> **WORK ITEM**
Out of the entries that follow, copy each line containing "FetchSettings".

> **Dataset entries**
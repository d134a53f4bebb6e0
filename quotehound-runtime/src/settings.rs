//! Settings file
//!
//! Optional TOML file whose sections overlay the built-in defaults. Every
//! field is optional. Credentials found here are only used when the
//! environment does not already provide them.
//!
//! ```toml
//! [fetch]
//! timeout_secs = 30
//!
//! [render]
//! browser_slots = 2
//!
//! [pipeline]
//! max_urls = 12
//! fallback = "always"
//! ```

use std::path::{Path, PathBuf};

use serde::Deserialize;
use thiserror::Error;
use tracing::debug;

use quotehound_core::RecordFormat;
use quotehound_extract::ModerationConfig;
use quotehound_net::{FetchConfig, RenderConfig, SearchConfig};

use crate::{FallbackPolicy, PipelineConfig};

/// Settings file looked up in the working directory when none is given
pub const DEFAULT_SETTINGS_FILE: &str = "quotehound.toml";

#[derive(Debug, Error)]
pub enum SettingsError {
    #[error("Failed to read {path}: {source}")]
    Io {
        path: PathBuf,
        source: std::io::Error,
    },

    #[error("Invalid settings: {0}")]
    Parse(#[from] toml::de::Error),
}

#[derive(Debug, Clone, Default, Deserialize, PartialEq)]
#[serde(default, deny_unknown_fields)]
pub struct Settings {
    pub fetch: FetchSettings,
    pub render: RenderSettings,
    pub search: SearchSettings,
    pub moderation: ModerationSettings,
    pub pipeline: PipelineSettings,
}

#[derive(Debug, Clone, Default, Deserialize, PartialEq)]
#[serde(default, deny_unknown_fields)]
pub struct FetchSettings {
    pub user_agent: Option<String>,
    pub timeout_secs: Option<u64>,
    pub max_redirects: Option<usize>,
}

#[derive(Debug, Clone, Default, Deserialize, PartialEq)]
#[serde(default, deny_unknown_fields)]
pub struct RenderSettings {
    pub max_idle_rounds: Option<u32>,
    pub poll_interval_ms: Option<u64>,
    pub deadline_secs: Option<u64>,
    pub browser_slots: Option<usize>,
    pub window_width: Option<u32>,
    pub window_height: Option<u32>,
    pub chrome_path: Option<PathBuf>,
}

#[derive(Debug, Clone, Default, Deserialize, PartialEq)]
#[serde(default, deny_unknown_fields)]
pub struct SearchSettings {
    pub api_key: Option<String>,
    pub endpoint: Option<String>,
    pub country: Option<String>,
    pub language: Option<String>,
    pub timeout_secs: Option<u64>,
}

#[derive(Debug, Clone, Default, Deserialize, PartialEq)]
#[serde(default, deny_unknown_fields)]
pub struct ModerationSettings {
    /// Run the safety pass by default
    pub enabled: Option<bool>,
    pub api_key: Option<String>,
    pub base_url: Option<String>,
    pub model: Option<String>,
    pub concurrency: Option<usize>,
}

#[derive(Debug, Clone, Default, Deserialize, PartialEq)]
#[serde(default, deny_unknown_fields)]
pub struct PipelineSettings {
    pub max_urls: Option<usize>,
    pub concurrency: Option<usize>,
    pub fallback: Option<FallbackPolicy>,
    pub context: Option<String>,
    pub format: Option<RecordFormat>,
}

impl Settings {
    /// Parse settings from TOML text
    pub fn from_toml_str(text: &str) -> Result<Self, SettingsError> {
        Ok(toml::from_str(text)?)
    }

    pub fn load(path: &Path) -> Result<Self, SettingsError> {
        let text = std::fs::read_to_string(path).map_err(|source| SettingsError::Io {
            path: path.to_path_buf(),
            source,
        })?;
        debug!("Loaded settings from {}", path.display());
        Self::from_toml_str(&text)
    }

    /// Load `path` when given, else [`DEFAULT_SETTINGS_FILE`] when it
    /// exists, else defaults
    pub fn discover(path: Option<&Path>) -> Result<Self, SettingsError> {
        match path {
            Some(path) => Self::load(path),
            None => {
                let default = Path::new(DEFAULT_SETTINGS_FILE);
                if default.is_file() {
                    Self::load(default)
                } else {
                    Ok(Self::default())
                }
            }
        }
    }

    pub fn fetch_config(&self) -> FetchConfig {
        let mut config = FetchConfig::default();
        let s = &self.fetch;
        if let Some(ua) = &s.user_agent {
            config.user_agent = ua.clone();
        }
        if let Some(t) = s.timeout_secs {
            config.timeout_secs = t;
        }
        if let Some(r) = s.max_redirects {
            config.max_redirects = r;
        }
        config
    }

    pub fn render_config(&self) -> RenderConfig {
        let mut config = RenderConfig::default();
        let s = &self.render;
        if let Some(v) = s.max_idle_rounds {
            config.max_idle_rounds = v;
        }
        if let Some(v) = s.poll_interval_ms {
            config.poll_interval_ms = v;
        }
        if let Some(v) = s.deadline_secs {
            config.deadline_secs = v;
        }
        if let Some(v) = s.browser_slots {
            config.browser_slots = v.max(1);
        }
        if let Some(w) = s.window_width {
            config.window_size.0 = w;
        }
        if let Some(h) = s.window_height {
            config.window_size.1 = h;
        }
        if s.chrome_path.is_some() {
            config.chrome_path = s.chrome_path.clone();
        }
        config
    }

    /// Search config; the environment key wins over the file's
    pub fn search_config(&self) -> SearchConfig {
        let mut config = SearchConfig::default();
        let s = &self.search;
        if config.api_key.is_none() {
            config.api_key = s.api_key.clone();
        }
        if let Some(v) = &s.endpoint {
            config.endpoint = v.clone();
        }
        if let Some(v) = &s.country {
            config.country = v.clone();
        }
        if let Some(v) = &s.language {
            config.language = v.clone();
        }
        if let Some(v) = s.timeout_secs {
            config.timeout_secs = v;
        }
        config
    }

    /// Moderation config; the environment key wins over the file's
    pub fn moderation_config(&self) -> ModerationConfig {
        let mut config = ModerationConfig::default();
        let s = &self.moderation;
        if config.api_key.is_none() {
            config.api_key = s.api_key.clone();
        }
        if s.base_url.is_some() {
            config.base_url = s.base_url.clone();
        }
        if let Some(v) = &s.model {
            config.model = v.clone();
        }
        if let Some(v) = s.concurrency {
            config.concurrency = v.max(1);
        }
        config
    }

    pub fn moderation_enabled(&self) -> bool {
        self.moderation.enabled.unwrap_or(false)
    }

    pub fn pipeline_config(&self) -> PipelineConfig {
        let mut config = PipelineConfig::default();
        let s = &self.pipeline;
        if let Some(v) = s.max_urls {
            config.max_urls = v;
        }
        if let Some(v) = s.concurrency {
            config.concurrency = v.max(1);
        }
        if let Some(v) = s.fallback {
            config.fallback = v;
        }
        if s.context.is_some() {
            config.context = s.context.clone();
        }
        config
    }

    pub fn record_format(&self) -> RecordFormat {
        self.pipeline.format.unwrap_or_default()
    }
}

#[cfg(test)]
mod tests {
    use super::*;

    #[test]
    fn test_empty_file_is_defaults() {
        let settings = Settings::from_toml_str("").unwrap();
        assert_eq!(settings, Settings::default());
        assert_eq!(settings.pipeline_config(), PipelineConfig::default());
        assert_eq!(settings.render_config().browser_slots, 1);
        assert_eq!(settings.fetch_config().timeout_secs, 20);
        assert!(!settings.moderation_enabled());
        assert_eq!(settings.moderation_config().model, "omni-moderation-latest");
    }

    #[test]
    fn test_sections_overlay_defaults() {
        let settings = Settings::from_toml_str(
            r#"
            [fetch]
            timeout_secs = 5

            [render]
            browser_slots = 0
            deadline_secs = 30
            window_width = 1280

            [search]
            endpoint = "http://127.0.0.1:8080/search"
            country = "gb"

            [moderation]
            enabled = true
            model = "text-moderation-stable"
            concurrency = 2

            [pipeline]
            max_urls = 12
            concurrency = 16
            fallback = "always"
            context = "One Piece"
            format = "jsonl"
            "#,
        )
        .unwrap();

        assert_eq!(settings.fetch_config().timeout_secs, 5);

        let render = settings.render_config();
        assert_eq!(render.browser_slots, 1);
        assert_eq!(render.deadline_secs, 30);
        assert_eq!(render.window_size, (1280, 900));
        assert_eq!(render.max_idle_rounds, 3);

        let search = settings.search_config();
        assert_eq!(search.endpoint, "http://127.0.0.1:8080/search");
        assert_eq!(search.country, "gb");
        assert_eq!(search.language, "en");

        assert!(settings.moderation_enabled());
        let moderation = settings.moderation_config();
        assert_eq!(moderation.concurrency, 2);
        assert_eq!(moderation.model, "text-moderation-stable");

        let pipeline = settings.pipeline_config();
        assert_eq!(pipeline.max_urls, 12);
        assert_eq!(pipeline.concurrency, 16);
        assert_eq!(pipeline.fallback, FallbackPolicy::Always);
        assert_eq!(pipeline.context.as_deref(), Some("One Piece"));
        assert_eq!(settings.record_format(), RecordFormat::Jsonl);
    }

    #[test]
    fn test_unknown_keys_rejected() {
        let err = Settings::from_toml_str("[pipeline]\nworkers = 4\n").unwrap_err();
        assert!(matches!(err, SettingsError::Parse(_)));

        assert!(Settings::from_toml_str("[pipeline]\nfallback = \"sometimes\"\n").is_err());
    }

    #[test]
    fn test_missing_file() {
        let err = Settings::load(Path::new("/nonexistent/quotehound.toml")).unwrap_err();
        assert!(matches!(err, SettingsError::Io { .. }));
    }
}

> **OUTPUT OF THE EXERCISE**
    pub fetch: FetchSettings,
pub struct FetchSettings {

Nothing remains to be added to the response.